So far there have been 15 riders in all to win in the saddle of a KTM or Husqvarna. (And remember, Austrian brand KTM bought Sweden-born, Italy-purchased Husky in 2013, and since then, the brand has been living a new heyday in motocross/supercross.)
The 50 Victories with Non-Japanese Bikes in AMA 125/250 Supercross
Bobby Hewitt Called This Title (Chase Stallo)

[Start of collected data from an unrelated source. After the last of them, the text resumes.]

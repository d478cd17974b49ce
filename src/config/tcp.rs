//! TCP socket configuration
//!
//! Options applied to both accepted client sockets and outbound upstream
//! sockets.

use serde::{Deserialize, Serialize};

fn default_nodelay() -> bool {
    true
}

/// Default keepalive seconds
fn default_keepalive_secs() -> u64 {
    20
}

/// Default keepalive interval
fn default_keepalive_interval() -> u64 {
    8
}

/// TCP socket configuration
#[derive(Debug, Serialize, Deserialize, Clone, PartialEq, Eq)]
pub struct TcpConfig {
    /// Enable TCP_NODELAY
    #[serde(default = "default_nodelay")]
    pub nodelay: bool,

    /// TCP keepalive idle time in seconds (0 disables keepalive)
    #[serde(default = "default_keepalive_secs")]
    pub keepalive_secs: u64,

    /// Interval between TCP keepalive packets in seconds
    #[serde(default = "default_keepalive_interval")]
    pub keepalive_interval: u64,
}

impl Default for TcpConfig {
    fn default() -> Self {
        TcpConfig {
            nodelay: default_nodelay(),
            keepalive_secs: default_keepalive_secs(),
            keepalive_interval: default_keepalive_interval(),
        }
    }
}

Earlier this week, Jason Weigandt and I were bench racing about Jason Anderson’s title run this year. We began talking about team manager Bobby Hewitt and how he turned what was once just an amateur team for his son Hunter into a bona fide factory effort that, year-in and year-out, contends for titles. Hewitt, a former Texas businessman, is one of the more interesting people in the pits and arguably the most patient with his riders. He always talks about his four-year plans for riders. I won’t dive into this too much, because Weigandt did an interesting podcast with Hewitt, which you can listen to below or on your favorite podcast service (search for “The Racer X Podcast Network”).

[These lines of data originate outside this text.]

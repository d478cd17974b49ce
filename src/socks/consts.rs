//! SOCKS5 protocol constants
//!
//! Defines all constants used in the SOCKS5 protocol implementation.

/// SOCKS5 protocol version
pub const SOCKS5_VERSION: u8 = 0x05;

// Authentication methods
/// No authentication required
pub const SOCKS5_AUTH_METHOD_NONE: u8 = 0x00;
/// GSSAPI authentication (not implemented)
pub const SOCKS5_AUTH_METHOD_GSSAPI: u8 = 0x01;
/// Username/password authentication (not implemented)
pub const SOCKS5_AUTH_METHOD_PASSWORD: u8 = 0x02;
/// No acceptable methods
pub const SOCKS5_AUTH_METHOD_NOT_ACCEPTABLE: u8 = 0xFF;

// Commands
/// TCP CONNECT command
pub const SOCKS5_CMD_TCP_CONNECT: u8 = 0x01;
/// TCP BIND command (recognized, rejected)
pub const SOCKS5_CMD_TCP_BIND: u8 = 0x02;
/// UDP ASSOCIATE command (recognized, rejected)
pub const SOCKS5_CMD_UDP_ASSOCIATE: u8 = 0x03;

// Address types
/// IPv4 address
pub const SOCKS5_ADDR_TYPE_IPV4: u8 = 0x01;
/// Domain name
pub const SOCKS5_ADDR_TYPE_DOMAIN: u8 = 0x03;
/// IPv6 address
pub const SOCKS5_ADDR_TYPE_IPV6: u8 = 0x04;

// Reserved byte
/// Reserved byte value (always 0x00)
pub const SOCKS5_RESERVED: u8 = 0x00;

// Message sizes
/// Maximum domain name length
pub const MAX_DOMAIN_LEN: usize = 255;
/// VER + NMETHODS + 255 methods
pub const MAX_HANDSHAKE_LEN: usize = 2 + 255;
/// VER CMD RSV ATYP + length byte + longest domain + port
pub const MAX_REQUEST_LEN: usize = 4 + 1 + MAX_DOMAIN_LEN + 2;
/// Default per-direction relay buffer size
pub const DEFAULT_BUFFER_SIZE: usize = 8192;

Anyway, while we were talking, I remembered back in 2015 when I was doing a feature on Hewitt for Racer X Illustrated (we’ll be releasing it online next week, so check back) that he basically called this championship for Anderson. While the quote didn’t make the story, I went back through my interview with him and found this gem (emphasis mine):
“With Jason being consistently in the top ten and fifth in the points, that is a success story all by itself for a rookie to come in and do that. I think that that’s four or five years in the working. That’s not just something that he woke up this year and was able to do. And then last year, him winning the championship, it was a three-year process. I jumped out on a limb last year when I said Jason will win the championship and he will win it this year. I said it before the season started.
“I get to work with him each day, and I get to work with the riders week-in and week-out, and we see the progression they’re making and their time to shine. I would predict Jason will win or be competing for the championship in his second or third year in the 450 class. I would say his third year is probably his best year to win it. It just takes some time to make that transition. Everything I do, I think long-term and make baby steps towards the goal. I think his third goal in the 450 class is when you’ll really see him shine. A lot of things play into that. Injuries play into it, a lot of combinations, but I would think that’s probably going to be when he’s going to be at his best."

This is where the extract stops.